McCain was joined by U.S. Reps. Jim Cooper, D‑Tenn., and Jeff Flake, R‑Ariz., who recommended dismantling this fiscal time-bomb and starting over. So far, two Republicans who voted for the program — U.S. Reps. Jeb Hensarling, R‑Texas, and Dave Weldon, R‑Fla. — have come out in support of delay. Those are significant defections from a law that passed the House with two votes to spare.

In private, many more Republicans are inclined to support delay or repeal. Yet few have come forward because of fierce opposition from the business community and the Bush administration.

Employers rarely admit it, but they are petrified at the thought of losing some $150 billion in corporate welfare included in the program. Instead, their lobbyists argue that employers are planning changes to retiree benefits that would be tough to reverse, and Medicare has already spent hundreds of millions of dollars to educate seniors. Yet seniors are supposed to enroll in this program in mid-November and most are still overwhelmed by the program’s complexity.

Although delay would cause some disruption, the program itself will cause much more. Many seniors will lose the drug coverage they now enjoy, and continuous shifts in coverage could mean they lose coverage of the drugs they need. Moreover, rank-and-file Republicans may decide that repeal is necessary to save their party from its leaders in 2006. A president’s party typically loses seats in Congress halfway through his second term.

For the GOP, a number of factors will compound that handicap. Party leaders are having difficulty recruiting top-tier candidates for 2006. The conservative base is upset with the president, but also with Congress for its record spending binge.

Already, GOP candidates are putting distance between themselves and President George W. Bush. Worse, the drug program could foment an anti-Republican backlash.
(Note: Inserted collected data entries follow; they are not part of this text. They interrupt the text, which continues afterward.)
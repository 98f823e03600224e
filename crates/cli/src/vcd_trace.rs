// Sequent - 16-bit Control Engine Simulator
// Copyright (C) 2026 Andrii Shylenko
//
// This software is released under the MIT License.
// See the LICENSE file in the project root for full license information.

use sequent_core::{CycleRecord, SimulationObserver};
use std::fs::File;
use std::io::BufWriter;
use std::sync::Mutex;
use vcd::{IdCode, TimescaleUnit, Value, Writer};

/// Per-cycle waveform of the control engine: FSM state, PC, the executed
/// control word, the memory bus and the interrupt handshake.
pub struct VcdObserver {
    state: Mutex<VcdState>,
    signals: Vec<Signal>,
}

struct Signal {
    id: IdCode,
    width: u32,
}

struct VcdState {
    /// Dropped (and thereby flushed) when the run stops.
    writer: Option<Writer<BufWriter<File>>>,
    last: Vec<u64>,
}

// (scope, name, width) in the order `sample` returns values.
const LAYOUT: &[(&str, &str, u32)] = &[
    ("top", "state", 5),
    ("top", "pc", 16),
    ("top", "reset", 1),
    ("ctrl", "flags", 15),
    ("ctrl", "reg_addr", 4),
    ("ctrl", "reg_addr_mode", 2),
    ("ctrl", "alu_opcode", 4),
    ("ctrl", "alu_input", 2),
    ("ctrl", "address_offset", 2),
    ("bus", "addr", 16),
    ("bus", "re", 1),
    ("bus", "we", 1),
    ("bus", "wdata", 16),
    ("bus", "byte", 1),
    ("irq", "pending", 4),
    ("irq", "vector", 2),
    ("irq", "start", 1),
    ("irq", "ack", 1),
    ("irq", "ret", 1),
    ("irq", "running", 1),
];

fn sample(record: &CycleRecord) -> Vec<u64> {
    let ctrl = &record.ctrl;
    vec![
        record.state.code() as u64,
        record.pc as u64,
        record.reset as u64,
        ctrl.flags.bits() as u64,
        ctrl.reg_addr as u64,
        ctrl.reg_addr_mode as u64,
        ctrl.alu_opcode as u64,
        ctrl.alu_input.bits() as u64,
        ctrl.address_offset.bits() as u64,
        record.bus.address as u64,
        record.bus.read as u64,
        record.bus.write.is_some() as u64,
        record.bus.write.unwrap_or(0) as u64,
        record.bus.byte as u64,
        record.irq_pending as u64,
        record.irq_vector as u64,
        record.irq_start as u64,
        record.irq_ack as u64,
        record.irq_ret as u64,
        record.irq_running as u64,
    ]
}

impl VcdObserver {
    pub fn new(path: std::path::PathBuf) -> anyhow::Result<Self> {
        let file = File::create(path)?;
        let buf = BufWriter::new(file);
        let mut writer = Writer::new(buf);

        // Header
        writer.timescale(1, TimescaleUnit::NS)?;
        writer.add_module("sequent")?;

        let mut signals = Vec::with_capacity(LAYOUT.len());
        let mut scope = "";
        for (module, name, width) in LAYOUT {
            if *module != scope {
                if !scope.is_empty() {
                    writer.upscope()?;
                }
                writer.add_module(module)?;
                scope = *module;
            }
            let id = writer.add_wire(*width, name)?;
            signals.push(Signal { id, width: *width });
        }
        writer.upscope()?; // last scope
        writer.upscope()?; // sequent
        writer.enddefinitions()?;

        Ok(Self {
            state: Mutex::new(VcdState {
                writer: Some(writer),
                last: Vec::new(),
            }),
            signals,
        })
    }
}

// Helper to convert u64 to Vec<Value> (MSB first)
fn u64_to_vec(val: u64, width: u32) -> Vec<Value> {
    let mut bits = Vec::with_capacity(width as usize);
    for i in (0..width).rev() {
        let bit = (val >> i) & 1;
        bits.push(if bit == 1 { Value::V1 } else { Value::V0 });
    }
    bits
}

fn emit(writer: &mut Writer<BufWriter<File>>, signal: &Signal, value: u64) -> std::io::Result<()> {
    if signal.width == 1 {
        let v = if value != 0 { Value::V1 } else { Value::V0 };
        writer.change_scalar(signal.id, v)
    } else {
        writer.change_vector(signal.id, u64_to_vec(value, signal.width))
    }
}

impl core::fmt::Debug for VcdObserver {
    fn fmt(&self, f: &mut core::fmt::Formatter<'_>) -> core::fmt::Result {
        write!(f, "VcdObserver")
    }
}

impl SimulationObserver for VcdObserver {
    fn on_cycle(&self, record: &CycleRecord) {
        let Ok(mut state) = self.state.lock() else {
            return;
        };
        let values = sample(record);
        let VcdState { writer, last } = &mut *state;
        let Some(writer) = writer.as_mut() else {
            return;
        };

        if writer.timestamp(record.cycle).is_err() {
            return;
        }
        for (i, (signal, value)) in self.signals.iter().zip(&values).enumerate() {
            if last.get(i) != Some(value) {
                if let Err(e) = emit(writer, signal, *value) {
                    tracing::error!("VCD write failed: {}", e);
                    return;
                }
            }
        }
        *last = values;
    }

    fn on_simulation_stop(&self) {
        if let Ok(mut state) = self.state.lock() {
            if state.writer.take().is_some() {
                tracing::debug!("VCD trace closed");
            }
        }
    }
}
// Sequent - 16-bit Control Engine Simulator
// Copyright (C) 2026 Andrii Shylenko
//
// This software is released under the MIT License.
// See the LICENSE file in the project root for full license information.

pub mod mode;

pub use mode::{AddressingMode, DstMode, OpClass, SrcMode};

pub const REG_PC: u8 = 0;
pub const REG_SP: u8 = 1;
pub const REG_SR: u8 = 2;
pub const REG_CG: u8 = 3;

/// Two-operand (format I) opcodes, `ir[15:12]`.
#[derive(Debug, Clone, Copy, PartialEq, Eq)]
pub enum DualOp {
    Mov = 0x4,
    Add = 0x5,
    Addc = 0x6,
    Subc = 0x7,
    Sub = 0x8,
    Cmp = 0x9,
    Dadd = 0xA,
    Bit = 0xB,
    Bic = 0xC,
    Bis = 0xD,
    Xor = 0xE,
    And = 0xF,
}

impl DualOp {
    pub fn from_nibble(nibble: u8) -> Option<Self> {
        Some(match nibble {
            0x4 => DualOp::Mov,
            0x5 => DualOp::Add,
            0x6 => DualOp::Addc,
            0x7 => DualOp::Subc,
            0x8 => DualOp::Sub,
            0x9 => DualOp::Cmp,
            0xA => DualOp::Dadd,
            0xB => DualOp::Bit,
            0xC => DualOp::Bic,
            0xD => DualOp::Bis,
            0xE => DualOp::Xor,
            0xF => DualOp::And,
            _ => return None,
        })
    }

    /// CMP and BIT only produce flags.
    pub fn writes_back(self) -> bool {
        !matches!(self, DualOp::Cmp | DualOp::Bit)
    }
}

/// One-operand (format II) opcodes, `ir[9:7]`.
#[derive(Debug, Clone, Copy, PartialEq, Eq)]
pub enum SingleOp {
    Rrc,
    Swpb,
    Rra,
    Sxt,
    Push,
    Call,
    Reti,
}

impl SingleOp {
    pub fn from_bits(bits: u8) -> Option<Self> {
        Some(match bits {
            0 => SingleOp::Rrc,
            1 => SingleOp::Swpb,
            2 => SingleOp::Rra,
            3 => SingleOp::Sxt,
            4 => SingleOp::Push,
            5 => SingleOp::Call,
            6 => SingleOp::Reti,
            _ => return None,
        })
    }

    /// PUSH, CALL and RETI leave the flags alone and finish in a dedicated epilogue.
    pub fn is_special(self) -> bool {
        matches!(self, SingleOp::Push | SingleOp::Call | SingleOp::Reti)
    }
}

#[derive(Debug, PartialEq, Eq, Clone, Copy)]
pub enum Instruction {
    Jump {
        condition: u8,
        offset: i16,
    },
    DualOperand {
        op: DualOp,
        src: u8,
        as_mode: u8,
        ad: bool,
        dst: u8,
        byte: bool,
    },
    SingleOperand {
        op: SingleOp,
        as_mode: u8,
        reg: u8,
        byte: bool,
    },
    Reserved(u16),
}

pub fn decode(ir: u16) -> Instruction {
    let as_mode = ((ir >> 4) & 0x3) as u8;
    let byte = (ir >> 6) & 1 != 0;
    let low_reg = (ir & 0xF) as u8;

    match ir >> 12 {
        0x2 | 0x3 => Instruction::Jump {
            condition: ((ir >> 10) & 0x7) as u8,
            offset: branch_offset(ir) as i16,
        },
        0x1 if (ir >> 10) & 0x3 == 0 => match SingleOp::from_bits(((ir >> 7) & 0x7) as u8) {
            Some(op) => Instruction::SingleOperand {
                op,
                as_mode,
                reg: low_reg,
                byte,
            },
            None => Instruction::Reserved(ir),
        },
        nibble => match DualOp::from_nibble(nibble as u8) {
            Some(op) => Instruction::DualOperand {
                op,
                src: ((ir >> 8) & 0xF) as u8,
                as_mode,
                ad: (ir >> 7) & 1 != 0,
                dst: low_reg,
                byte,
            },
            None => Instruction::Reserved(ir),
        },
    }
}

/// Sign-extended `ir[9:0]`, shifted left by one (word offset to byte offset).
pub fn branch_offset(ir: u16) -> u16 {
    let field = ir & 0x03FF;
    let extended = if field & 0x0200 != 0 {
        field | 0xFC00
    } else {
        field
    };
    extended << 1
}

impl Instruction {
    /// Addressing-mode code latched during decode. Jumps reuse the
    /// register-to-register path; reserved words have no transfer path.
    pub fn addressing_mode(&self) -> Option<AddressingMode> {
        match *self {
            Instruction::Jump { .. } => Some(AddressingMode::REGISTER),
            Instruction::DualOperand {
                src, as_mode, ad, ..
            } => Some(AddressingMode {
                class: OpClass::Dual,
                src: SrcMode::effective(src, as_mode),
                dst: if ad { DstMode::Indexed } else { DstMode::Register },
            }),
            Instruction::SingleOperand { reg, as_mode, .. } => {
                let src = SrcMode::effective(reg, as_mode);
                Some(AddressingMode {
                    class: OpClass::Single,
                    src,
                    dst: if src == SrcMode::Register {
                        DstMode::Register
                    } else {
                        DstMode::Indexed
                    },
                })
            }
            Instruction::Reserved(_) => None,
        }
    }

    /// Register supplying the (first) operand.
    pub fn source_register(&self) -> u8 {
        match *self {
            Instruction::DualOperand { src, .. } => src,
            Instruction::SingleOperand { reg, .. } => reg,
            _ => REG_PC,
        }
    }

    /// Register receiving the result of a register-mode write-back.
    pub fn destination_register(&self) -> u8 {
        match *self {
            Instruction::DualOperand { dst, .. } => dst,
            Instruction::SingleOperand { reg, .. } => reg,
            _ => REG_PC,
        }
    }

    pub fn source_as(&self) -> u8 {
        match *self {
            Instruction::DualOperand { as_mode, .. } | Instruction::SingleOperand { as_mode, .. } => {
                as_mode
            }
            _ => 0,
        }
    }

    pub fn is_byte(&self) -> bool {
        match *self {
            Instruction::DualOperand { byte, .. } => byte,
            Instruction::SingleOperand { op, byte, .. } => {
                byte && !matches!(op, SingleOp::Call | SingleOp::Reti | SingleOp::Swpb | SingleOp::Sxt)
            }
            _ => false,
        }
    }

    /// ALU opcode presented in the control word for the result cycle.
    pub fn alu_opcode(&self) -> u8 {
        match *self {
            Instruction::DualOperand { op, .. } => op as u8,
            Instruction::SingleOperand { op, .. } => match op {
                SingleOp::Rrc => 0,
                SingleOp::Swpb => 1,
                SingleOp::Rra => 2,
                SingleOp::Sxt => 3,
                SingleOp::Push | SingleOp::Call | SingleOp::Reti => DualOp::Mov as u8,
            },
            Instruction::Jump { .. } => DualOp::Add as u8,
            Instruction::Reserved(_) => 0,
        }
    }
}
// Sequent - 16-bit Control Engine Simulator
// Copyright (C) 2026 Andrii Shylenko
//
// This software is released under the MIT License.
// See the LICENSE file in the project root for full license information.

use serde::{Deserialize, Serialize};

pub const IRQ_LINES: usize = 4;

/// Represents a digital signal level.
#[derive(Debug, Clone, Copy, PartialEq, Eq, Default, Serialize, Deserialize)]
pub enum DigitalLevel {
    #[default]
    Low,
    High,
}

impl From<bool> for DigitalLevel {
    fn from(b: bool) -> Self {
        if b {
            DigitalLevel::High
        } else {
            DigitalLevel::Low
        }
    }
}

impl From<DigitalLevel> for bool {
    fn from(level: DigitalLevel) -> Self {
        match level {
            DigitalLevel::High => true,
            DigitalLevel::Low => false,
        }
    }
}

/// The four level-sensitive interrupt request inputs. Line 0 has the
/// highest priority.
#[derive(Debug, Clone, Copy, Default, PartialEq, Eq, Serialize, Deserialize)]
pub struct RequestLines {
    levels: [DigitalLevel; IRQ_LINES],
}

impl RequestLines {
    pub fn new() -> Self {
        Self::default()
    }

    /// Lines at or beyond `IRQ_LINES` are ignored.
    pub fn set(&mut self, line: usize, level: DigitalLevel) {
        if let Some(slot) = self.levels.get_mut(line) {
            *slot = level;
        }
    }

    pub fn get(&self, line: usize) -> DigitalLevel {
        self.levels.get(line).copied().unwrap_or_default()
    }

    /// Asserted lines as a bit mask, bit `i` for line `i`.
    pub fn mask(&self) -> u8 {
        self.levels
            .iter()
            .enumerate()
            .filter(|(_, level)| bool::from(**level))
            .fold(0, |acc, (i, _)| acc | (1 << i))
    }
}
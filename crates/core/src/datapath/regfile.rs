// Sequent - 16-bit Control Engine Simulator
// Copyright (C) 2026 Andrii Shylenko
//
// This software is released under the MIT License.
// See the LICENSE file in the project root for full license information.

use super::StatusFlags;
use crate::decoder::{REG_CG, REG_PC, REG_SP, REG_SR};

pub const REGISTER_NAMES: [&str; 16] = [
    "pc", "sp", "sr", "cg", "r4", "r5", "r6", "r7", "r8", "r9", "r10", "r11", "r12", "r13",
    "r14", "r15",
];

/// Sixteen 16-bit registers with the constant generator folded into reads.
#[derive(Debug, Clone, Default, PartialEq, Eq)]
pub struct RegisterFile {
    regs: [u16; 16],
}

impl RegisterFile {
    pub fn new() -> Self {
        Self::default()
    }

    /// Register read as seen by the datapath: R3 always, and R2 outside
    /// register mode, produce constants selected by `as_mode`.
    pub fn read(&self, addr: u8, as_mode: u8) -> u16 {
        let addr = addr & 0xF;
        match (addr, as_mode & 0x3) {
            (REG_CG, 0b00) => 0,
            (REG_CG, 0b01) => 1,
            (REG_CG, 0b10) => 2,
            (REG_CG, _) => 0xFFFF,
            (REG_SR, 0b01) => 0,
            (REG_SR, 0b10) => 4,
            (REG_SR, 0b11) => 8,
            _ => self.regs[addr as usize],
        }
    }

    pub fn write(&mut self, addr: u8, value: u16, byte: bool) {
        let addr = addr & 0xF;
        if addr == REG_CG {
            return;
        }
        let mut value = if byte { value & 0x00FF } else { value };
        if addr == REG_PC || addr == REG_SP {
            value &= !1;
        }
        self.regs[addr as usize] = value;
    }

    /// Raw storage, bypassing the constant generator.
    pub fn get(&self, addr: u8) -> u16 {
        self.regs[(addr & 0xF) as usize]
    }

    /// Debug write. Same alignment rules as the datapath write port.
    pub fn set(&mut self, addr: u8, value: u16) {
        self.write(addr, value, false);
    }

    pub fn pc(&self) -> u16 {
        self.regs[REG_PC as usize]
    }

    pub fn sp(&self) -> u16 {
        self.regs[REG_SP as usize]
    }

    pub fn status(&self) -> StatusFlags {
        StatusFlags::from_bits_retain(self.regs[REG_SR as usize])
    }

    pub fn set_status(&mut self, flags: StatusFlags) {
        self.regs[REG_SR as usize] = flags.bits();
    }

    pub fn as_array(&self) -> [u16; 16] {
        self.regs
    }

    pub fn load(&mut self, regs: [u16; 16]) {
        self.regs = regs;
        self.regs[REG_CG as usize] = 0;
    }

    pub fn reset(&mut self) {
        self.regs = [0; 16];
    }
}

#[cfg(test)]
mod tests {
    use super::*;

    #[test]
    fn test_constant_generator_reads() {
        let mut rf = RegisterFile::new();
        rf.set_status(StatusFlags::CARRY | StatusFlags::GIE);
        assert_eq!(rf.read(REG_CG, 0), 0);
        assert_eq!(rf.read(REG_CG, 1), 1);
        assert_eq!(rf.read(REG_CG, 2), 2);
        assert_eq!(rf.read(REG_CG, 3), 0xFFFF);
        assert_eq!(rf.read(REG_SR, 0), 0x0009);
        assert_eq!(rf.read(REG_SR, 1), 0);
        assert_eq!(rf.read(REG_SR, 2), 4);
        assert_eq!(rf.read(REG_SR, 3), 8);
    }

    #[test]
    fn test_write_rules() {
        let mut rf = RegisterFile::new();
        rf.write(REG_CG, 0x1234, false);
        assert_eq!(rf.get(REG_CG), 0);

        rf.write(REG_PC, 0xF001, false);
        assert_eq!(rf.pc(), 0xF000);
        rf.write(REG_SP, 0x0401, false);
        assert_eq!(rf.sp(), 0x0400);

        rf.write(5, 0xABCD, false);
        assert_eq!(rf.read(5, 0), 0xABCD);
        rf.write(5, 0xABCD, true);
        assert_eq!(rf.read(5, 0), 0x00CD);
        // Indirect modes read the register itself for general registers
        assert_eq!(rf.read(5, 3), 0x00CD);
    }
}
Many seniors will enter the voting booth angry over having lost their prior drug coverage. The Heritage Foundation estimates that by next November, 4 million seniors will be stuck in the program’s infamous “doughnut hole” without any coverage.

GOP leaders say repeal is impossible. Political necessity may change their minds. It is also worth noting that repeal is a no-lose issue for perennial GOP insurgent John McCain.

Not only is repeal the right thing to do, it would strike a blow against the GOP establishment. But even an unsuccessful push benefits McCain. The more he has advocated repeal, the more open the GOP leadership has become to restraining spending in other areas. That puts McCain back in the good graces of conservatives and raises his profile in future Medicare debates, of which there will be many.

And pressing for repeal hardly alienates McCain’s admirers on the left, who were never enamored of this program to begin with. McCain played a similar role in 1989, when a Democratic Congress quickly repealed another “done deal” after seniors made it painfully clear that they didn’t like the change in their Medicare coverage or the higher premiums.

Republicans could spare themselves a world of pain by taking their medicine right now.